The guy is a scumbag mudda focker.

It pisses me off to read something like that. It's hard enough to find a youngster willing to work, let alone with a passion for it. Then you get some ******** who obviously feels threatened by this young mans work ethic. 

I don't have a problem with a little jest now and then, but malicious behavior should not have to be tolerated. One of my old bosses always treated us with respect,no matter how bad we screwed up. Sure, we got the business, but nothing like that. He also demanded that we treat his other helpers the same, when we were mechanics years later. 

I'm not sure what advice to give you, as I have only worked for small 1 or 2 man shops, but I'm sure some of the fellas here will try to help you out. 

You may have to just do like Dunbar said. Although I would forgo the whole firearm thing. Seems to put your life on a whole nother path, with jail and all. 

And don't do it where everyone sees you, make it your word against his. Make it count, also. Maybe knock the prick off a 10' ladder, or something. 
And don't be a crybaby, nobody likes that. 

Hang in there, kid.


----------



## RealLivePlumber (Jun 22, 2008)

If you did lose his tool, you should replace it. Learn to be more carefull and respect other peoples property.


----------



## pauliplumber (Feb 9, 2009)

1. Get your OWN tools. 

2. If he ever lays a hand on you again, knock his ass out.


----------



## Master Mark (Aug 14, 2009)

*kick him where it hurts*



pauliplumber said:


> 1. Get your OWN tools.
> 
> 2. If he ever lays a hand on you again, knock his ass out.




I am sure that their is someone above this loser --bulley that you could complain to.
dont put up with that kind of crap ....or you will be putting up with it for a life

....

simply threaten to kick him in the balls so hard his feet will 
leave the ground if he does anything again.....

then back it up with no warning.....


----------



## MT Plumber (May 9, 2009)

hondaguy said:


> I'm hoping I can get some opinions since I don't know many plumbers.


I would never tolerate one of my employees treating an apprentice like this. They would knock if off or be looking for a new job. This guy is a bully, probably dumb as a board and thinks he's better than everyone else.

Not good for customer relations or fellow employees, and would have no position at my shop. This guy will kill the morale at any shop, and if the owner / boss doesn't know about these, he needs to, since this guy will drive off potential future stars.


----------



## Bollinger plumber (Apr 3, 2009)

Physical abuse is assault and against the law.

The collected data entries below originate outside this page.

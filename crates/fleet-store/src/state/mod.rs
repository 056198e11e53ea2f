//! # State Module
//!
//! Runtime state for a Fleet Ops host process.
//!
//! ```text
//! ┌─────────────────────────────────────────────────────────────────────────┐
//! │                    State Architecture                                   │
//! │                                                                         │
//! │  ┌─────────────────────────────────────────────────────────────────┐   │
//! │  │                      Host (CLI, server, UI shell)               │   │
//! │  │  let config = FleetConfig::load(None)?;                         │   │
//! │  │  let store  = FleetStore::new(seed::demo_state());              │   │
//! │  └─────────────────────────────────────────────────────────────────┘   │
//! │                              │                                          │
//! │                 ┌────────────┴────────────┐                             │
//! │                 ▼                         ▼                             │
//! │  ┌──────────────────────────┐  ┌──────────────────────────┐            │
//! │  │       FleetStore         │  │       FleetConfig        │            │
//! │  │                          │  │                          │            │
//! │  │  Arc<Mutex<              │  │  currency                │            │
//! │  │    Arc<FleetState>       │  │  default role            │            │
//! │  │  >>                      │  │  demo data on/off        │            │
//! │  └──────────────────────────┘  └──────────────────────────┘            │
//! │                                                                         │
//! │  THREAD SAFETY:                                                        │
//! │  • FleetStore: one writer at a time, snapshots shared by Arc           │
//! │  • FleetConfig: read-only after initialization                         │
//! └─────────────────────────────────────────────────────────────────────────┘
//! ```

mod config;
mod store;

pub use config::{FleetConfig, DEFAULT_CONFIG_FILE};
pub use store::{authorize, FleetStore};
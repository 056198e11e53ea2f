//! # Selectors
//!
//! Filtered and ordered views over a snapshot. Each selector borrows from
//! the state and preserves the collection's insertion order unless it says
//! otherwise.
//!
//! Trips may name a vehicle or driver that has since been deleted. Views
//! resolve those through [`Reference`] instead of looking them up ad hoc,
//! so a dangling id always renders as [`ABSENT`].

use crate::state::FleetState;
use crate::types::{Driver, DriverStatus, PendingCargo, Vehicle, VehicleStatus};

/// Placeholder shown for a reference whose target no longer exists.
pub const ABSENT: &str = "—";

/// Result of following an id to a record.
#[derive(Debug, Clone, Copy, PartialEq, Eq)]
pub enum Reference<'a, T> {
    Present(&'a T),
    Absent,
}

impl<'a, T> Reference<'a, T> {
    pub fn from_option(found: Option<&'a T>) -> Self {
        match found {
            Some(record) => Reference::Present(record),
            None => Reference::Absent,
        }
    }

    pub fn get(&self) -> Option<&'a T> {
        match self {
            Reference::Present(record) => Some(record),
            Reference::Absent => None,
        }
    }

    pub fn is_absent(&self) -> bool {
        matches!(self, Reference::Absent)
    }
}

pub fn vehicle_ref<'a>(state: &'a FleetState, id: &str) -> Reference<'a, Vehicle> {
    Reference::from_option(state.vehicle(id))
}

pub fn driver_ref<'a>(state: &'a FleetState, id: &str) -> Reference<'a, Driver> {
    Reference::from_option(state.driver(id))
}

/// Vehicle name for display, [`ABSENT`] when it is gone.
pub fn vehicle_label<'a>(state: &'a FleetState, id: &str) -> &'a str {
    vehicle_ref(state, id)
        .get()
        .map(|v| v.name.as_str())
        .unwrap_or(ABSENT)
}

/// Driver name for display, [`ABSENT`] when they are gone.
pub fn driver_label<'a>(state: &'a FleetState, id: &str) -> &'a str {
    driver_ref(state, id)
        .get()
        .map(|d| d.name.as_str())
        .unwrap_or(ABSENT)
}

/// Vehicles matching the active type and region filters.
pub fn filtered_vehicles(state: &FleetState) -> Vec<&Vehicle> {
    let filters = state.filters;
    state
        .vehicles
        .iter()
        .filter(|v| filters.vehicle_type.matches(v.vehicle_type) && filters.region.matches(v.region))
        .collect()
}

/// Vehicles that can be assigned to a new trip.
pub fn available_vehicles(state: &FleetState) -> Vec<&Vehicle> {
    state
        .vehicles
        .iter()
        .filter(|v| v.status == VehicleStatus::Available)
        .collect()
}

/// Drivers that can be assigned to a new trip (anyone not suspended).
pub fn available_drivers(state: &FleetState) -> Vec<&Driver> {
    state
        .drivers
        .iter()
        .filter(|d| d.status != DriverStatus::Suspended)
        .collect()
}

/// Pending cargo, most urgent first. Equal priorities keep list order.
pub fn pending_cargo_by_priority(state: &FleetState) -> Vec<&PendingCargo> {
    let mut cargo: Vec<&PendingCargo> = state.pending_cargo.iter().collect();
    cargo.sort_by_key(|c| c.priority.rank());
    cargo
}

If he ever does it again in front of witnesses report it to your boss. If the boss does nothing about it but shake it off then the next time he does it get the police involved. I would not assault him back on the jobsite that would just be grounds for both of you to be fired by the company you are doing the work for and since you are the apprentice your boss would probably get rid of you first. Tongue lashings and name calling are just something you will have to put up with. Man up and take it and learn from it and it will make you a better man than him but don't be afraid to let him know what you think. If by chance you decide to assault him make sure he hits you first in front of witnesses so you can claim self defense. I don't recommend that though. As far as losing his tools then get your own you are going to need them sooner or later. If you can't afford them ask your boss to buy them for you and to take a little out of your paycheck each week to pay for them. Physical abuse on the jobsite should not be tolerated by anyone and something needs to be done about it.


----------



## njoy plumbing (May 19, 2009)

DUNBAR PLUMBING said:


> Or at least Hustler, in a pinch.
> 
> Go into work tomorrow with the intention of injuring the fellow and getting fired. Go for the face, leave marks. Scars will put you in the bonus round for 100 points and the chance to do it again. :laughing: If you're cowling down, that's why he keeps doing it. IF you hard kick from the side of his knee, his acl will instantly tear, 5 months down with horrible recovery.
> 
> ...


 What? Not a Toyota:thumbsup:


----------



## dankman (Nov 19, 2009)

I think giving an apprentice a hard time just to do it is as dumb as peeing on a fire while facing the wind, only an idiot does it. I can understand why a guy might be a bit pissed about losing a tool but it gives him no right to lay a finger on anyone about it, he can only demand repayment.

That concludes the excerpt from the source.